▶ Problem requirements:
Report each line of the records below that uses the word "shared".

>>>>>

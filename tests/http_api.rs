//! Integration tests: the HTTP surface end to end over a real socket.
use permission_ledger::config::ServiceConfig;
use permission_ledger::ipc::{self, CREATOR_HEADER};
use permission_ledger::models::{status_reasons, ServiceResponse};
use permission_ledger::state::AppState;
use permission_ledger::InMemoryGrantStore;
use serde_json::{json, Value};
use std::sync::Arc;
use tokio::net::TcpListener;

/// Start a server on an ephemeral port and return its base URL.
async fn spawn_server() -> String {
    let state = AppState::with_store(ServiceConfig::default(), Arc::new(InMemoryGrantStore::new()));
    let listener = TcpListener::bind("127.0.0.1:0").await.unwrap();
    let addr = listener.local_addr().unwrap();

    tokio::spawn(async move {
        ipc::serve(listener, state).await.unwrap();
    });

    format!("http://{}", addr)
}

async fn call(
    client: &reqwest::Client,
    method: reqwest::Method,
    url: String,
    creator: Option<&str>,
    body: Value,
) -> (u16, ServiceResponse) {
    let mut request = client.request(method, url).json(&body);
    if let Some(creator) = creator {
        request = request.header(CREATOR_HEADER, creator);
    }

    let response = request.send().await.unwrap();
    let status = response.status().as_u16();
    let body: ServiceResponse = response.json().await.unwrap();
    (status, body)
}

#[tokio::test]
async fn test_health() {
    let base = spawn_server().await;

    let body: Value = reqwest::get(format!("{}/health", base))
        .await
        .unwrap()
        .json()
        .await
        .unwrap();

    assert_eq!(body["status"], "ok");
    assert_eq!(body["service"], "permission-ledger");
}

#[tokio::test]
async fn test_give_has_get_lose_roundtrip() {
    let base = spawn_server().await;
    let client = reqwest::Client::new();
    let api = format!("{}/api/v1/permission", base);

    let (status, body) = call(
        &client,
        reqwest::Method::POST,
        format!("{}/give", api),
        Some("Gateway"),
        json!({ "identity": 7, "service": "billing", "permissions": ["invoice:{id}:read", "pay"], "data": { "id": 12 } }),
    )
    .await;
    assert_eq!(status, 200);
    assert_eq!(body.data, Some(json!({ "permissions": ["invoice:12:read", "pay"] })));

    let (status, body) = call(
        &client,
        reqwest::Method::POST,
        format!("{}/give", api),
        Some("gateway"),
        json!({ "identity": 7, "service": "billing", "permissions": ["pay"] }),
    )
    .await;
    assert_eq!(status, 400);
    assert_eq!(body.status_reason, status_reasons::PERMISSIONS_ALREADY_GIVEN);

    let (status, body) = call(
        &client,
        reqwest::Method::POST,
        format!("{}/has", api),
        Some("gateway"),
        json!({ "identity": 7, "service": "billing", "permissions": ["invoice:12:read", "refund"] }),
    )
    .await;
    assert_eq!(status, 200);
    assert_eq!(
        body.data,
        Some(json!({
            "has": false,
            "permissions": [
                { "permission": "invoice:12:read", "has": true },
                { "permission": "refund", "has": false }
            ]
        }))
    );

    let (status, body) = call(
        &client,
        reqwest::Method::DELETE,
        format!("{}/lose", api),
        Some("gateway"),
        json!({ "identity": 7, "service": "billing", "permissions": ["pay", "refund"] }),
    )
    .await;
    assert_eq!(status, 200);
    assert_eq!(body.status_reason, status_reasons::PERMISSIONS_LOST);

    let (status, body) = call(
        &client,
        reqwest::Method::POST,
        format!("{}/get", api),
        Some("gateway"),
        json!({ "identity": 7, "service": "billing" }),
    )
    .await;
    assert_eq!(status, 200);
    assert_eq!(body.data, Some(json!(["invoice:12:read"])));
    assert_eq!(body.meta, Some(json!({ "total": 1 })));
}

#[tokio::test]
async fn test_missing_creator_header() {
    let base = spawn_server().await;
    let client = reqwest::Client::new();

    let (status, body) = call(
        &client,
        reqwest::Method::POST,
        format!("{}/api/v1/permission/get", base),
        None,
        json!({ "identity": 7, "service": "billing" }),
    )
    .await;

    assert_eq!(status, 401);
    assert_eq!(body.status_reason, status_reasons::CREATOR_REQUIRED);
}

#[tokio::test]
async fn test_invalid_payloads_are_422() {
    let base = spawn_server().await;
    let client = reqwest::Client::new();

    let (status, body) = call(
        &client,
        reqwest::Method::POST,
        format!("{}/api/v1/permission/give", base),
        Some("gateway"),
        json!({ "identity": 0, "service": "billing", "permissions": ["a"] }),
    )
    .await;
    assert_eq!(status, 422);
    assert_eq!(body.status_reason, status_reasons::VALIDATION_ERROR);

    let response = client
        .post(format!("{}/api/v1/permission/has", base))
        .header(CREATOR_HEADER, "gateway")
        .body("{not json")
        .send()
        .await
        .unwrap();
    assert_eq!(response.status().as_u16(), 422);
    let body: ServiceResponse = response.json().await.unwrap();
    assert_eq!(body.status_reason, status_reasons::VALIDATION_ERROR);

    let (status, body) = call(
        &client,
        reqwest::Method::POST,
        format!("{}/api/v1/permission/give", base),
        Some("gateway"),
        json!({ "identity": 1, "service": "billing", "permissions": ["{user}"] }),
    )
    .await;
    assert_eq!(status, 422);
    assert_eq!(body.status_reason, status_reasons::TEMPLATE_KEY_MISSING);
}
use crate::config::ServiceConfig;
use crate::engine::{self, GrantStore, StoreError};
use crate::service::PermissionService;
use std::sync::Arc;

/// Application state shared by the HTTP handlers and the CLI.
///
/// Holds no grant data itself; all of that lives behind the store.
#[derive(Clone)]
pub struct AppState {
    pub config: ServiceConfig,
    pub service: PermissionService,
}

impl AppState {
    /// Open the store selected by `config` and wrap it in a service.
    pub async fn from_config(config: ServiceConfig) -> Result<Self, StoreError> {
        let store = engine::open_store(&config).await?;
        Ok(Self::with_store(config, store))
    }

    /// Build state around an already opened store.
    pub fn with_store(config: ServiceConfig, store: Arc<dyn GrantStore>) -> Self {
        Self {
            config,
            service: PermissionService::new(store),
        }
    }
}
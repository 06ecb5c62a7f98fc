//! Operation boundary for the permission ledger.
//!
//! Each call validates its request, normalizes the creator, runs the
//! capability against the injected store and folds every outcome, including
//! failures, into a [`ServiceResponse`].

use crate::capabilities::{self, GiveError, GiveOutcome, TemplateError};
use crate::engine::GrantStore;
use crate::models::{
    normalize_creator, status_reasons, GiveRequest, GrantScope, HasRequest, ListRequest,
    LoseRequest, ServiceResponse, ValidationError,
};
use serde::de::DeserializeOwned;
use serde_json::{json, Value};
use std::sync::Arc;

/// The four permission operations over a shared grant store.
#[derive(Clone)]
pub struct PermissionService {
    store: Arc<dyn GrantStore>,
}

impl PermissionService {
    pub fn new(store: Arc<dyn GrantStore>) -> Self {
        Self { store }
    }

    /// Grant permissions, skipping those already held.
    pub async fn give(&self, creator: &str, request: GiveRequest) -> ServiceResponse {
        let scope = match prepare(creator, request.identity, &request.service, request.validate()) {
            Ok(scope) => scope,
            Err(response) => return response,
        };

        match capabilities::give(self.store.as_ref(), &scope, &request.permissions, &request.data)
            .await
        {
            Ok(GiveOutcome::Granted(permissions)) => ServiceResponse::ok(
                status_reasons::PERMISSIONS_GIVEN,
                json!({ "permissions": permissions }),
            ),
            Ok(GiveOutcome::AlreadyGranted(permissions)) => {
                ServiceResponse::new(400, status_reasons::PERMISSIONS_ALREADY_GIVEN)
                    .with_data(json!({ "permissions": permissions }))
            }
            Err(GiveError::Template(TemplateError::InvalidPattern(e))) => {
                log::error!("give failed for {} on {}: {}", scope.identity, scope.service, e);
                ServiceResponse::internal(e)
            }
            Err(GiveError::Template(e)) => {
                ServiceResponse::error(422, status_reasons::TEMPLATE_KEY_MISSING, e.to_string())
            }
            Err(GiveError::Store(e)) => {
                log::error!("give failed for {} on {}: {}", scope.identity, scope.service, e);
                ServiceResponse::internal(e.to_string())
            }
        }
    }

    /// Revoke permissions; unknown ones are ignored.
    pub async fn lose(&self, creator: &str, request: LoseRequest) -> ServiceResponse {
        let scope = match prepare(creator, request.identity, &request.service, request.validate()) {
            Ok(scope) => scope,
            Err(response) => return response,
        };

        match capabilities::lose(self.store.as_ref(), &scope, &request.permissions).await {
            Ok(permissions) => ServiceResponse::ok(
                status_reasons::PERMISSIONS_LOST,
                json!({ "permissions": permissions }),
            ),
            Err(e) => {
                log::error!("lose failed for {} on {}: {}", scope.identity, scope.service, e);
                ServiceResponse::internal(e.to_string())
            }
        }
    }

    /// Check whether every requested permission is held.
    pub async fn has(&self, creator: &str, request: HasRequest) -> ServiceResponse {
        let scope = match prepare(creator, request.identity, &request.service, request.validate()) {
            Ok(scope) => scope,
            Err(response) => return response,
        };

        match capabilities::has(self.store.as_ref(), &scope, &request.permissions).await {
            Ok(report) => ServiceResponse::ok(status_reasons::PERMISSIONS_FOUND, json!(report)),
            Err(e) => {
                log::error!("has failed for {} on {}: {}", scope.identity, scope.service, e);
                ServiceResponse::internal(e.to_string())
            }
        }
    }

    /// List every permission granted to identity+service by the creator.
    pub async fn list(&self, creator: &str, request: ListRequest) -> ServiceResponse {
        let scope = match prepare(creator, request.identity, &request.service, request.validate()) {
            Ok(scope) => scope,
            Err(response) => return response,
        };

        match capabilities::list(self.store.as_ref(), &scope).await {
            Ok(result) => ServiceResponse::ok(status_reasons::PERMISSIONS_FOUND, json!(result.permissions))
                .with_meta(json!({ "total": result.total })),
            Err(e) => {
                log::error!("list failed for {} on {}: {}", scope.identity, scope.service, e);
                ServiceResponse::internal(e.to_string())
            }
        }
    }

    /// Dispatch a raw JSON payload by operation name (`give`, `lose`, `has`, `get`/`list`).
    pub async fn handle(&self, operation: &str, creator: &str, payload: Value) -> ServiceResponse {
        match operation {
            "give" => match parse_request(payload) {
                Ok(request) => self.give(creator, request).await,
                Err(response) => response,
            },
            "lose" => match parse_request(payload) {
                Ok(request) => self.lose(creator, request).await,
                Err(response) => response,
            },
            "has" => match parse_request(payload) {
                Ok(request) => self.has(creator, request).await,
                Err(response) => response,
            },
            "get" | "list" => match parse_request(payload) {
                Ok(request) => self.list(creator, request).await,
                Err(response) => response,
            },
            other => ServiceResponse::error(
                404,
                status_reasons::UNKNOWN_OPERATION,
                format!("Unknown operation: {}", other),
            ),
        }
    }
}

/// Deserialize a request payload, mapping failures to a 422 response.
pub fn parse_request<T: DeserializeOwned>(payload: Value) -> Result<T, ServiceResponse> {
    serde_json::from_value(payload).map_err(|e| validation_failed(ValidationError::Malformed(e.to_string())))
}

fn validation_failed(error: ValidationError) -> ServiceResponse {
    ServiceResponse::error(422, status_reasons::VALIDATION_ERROR, error.to_string())
}

/// Check the trusted creator and the request, then build the scope.
fn prepare(
    creator: &str,
    identity: i64,
    service: &str,
    validation: Result<(), ValidationError>,
) -> Result<GrantScope, ServiceResponse> {
    if normalize_creator(creator).is_empty() {
        return Err(ServiceResponse::error(
            401,
            status_reasons::CREATOR_REQUIRED,
            "No creator supplied by the caller context",
        ));
    }

    validation.map_err(validation_failed)?;

    Ok(GrantScope::new(identity, service, creator))
}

<<<<<

▶ Task solution:
/// Application state shared by the HTTP handlers and the CLI.
/// The four permission operations over a shared grant store.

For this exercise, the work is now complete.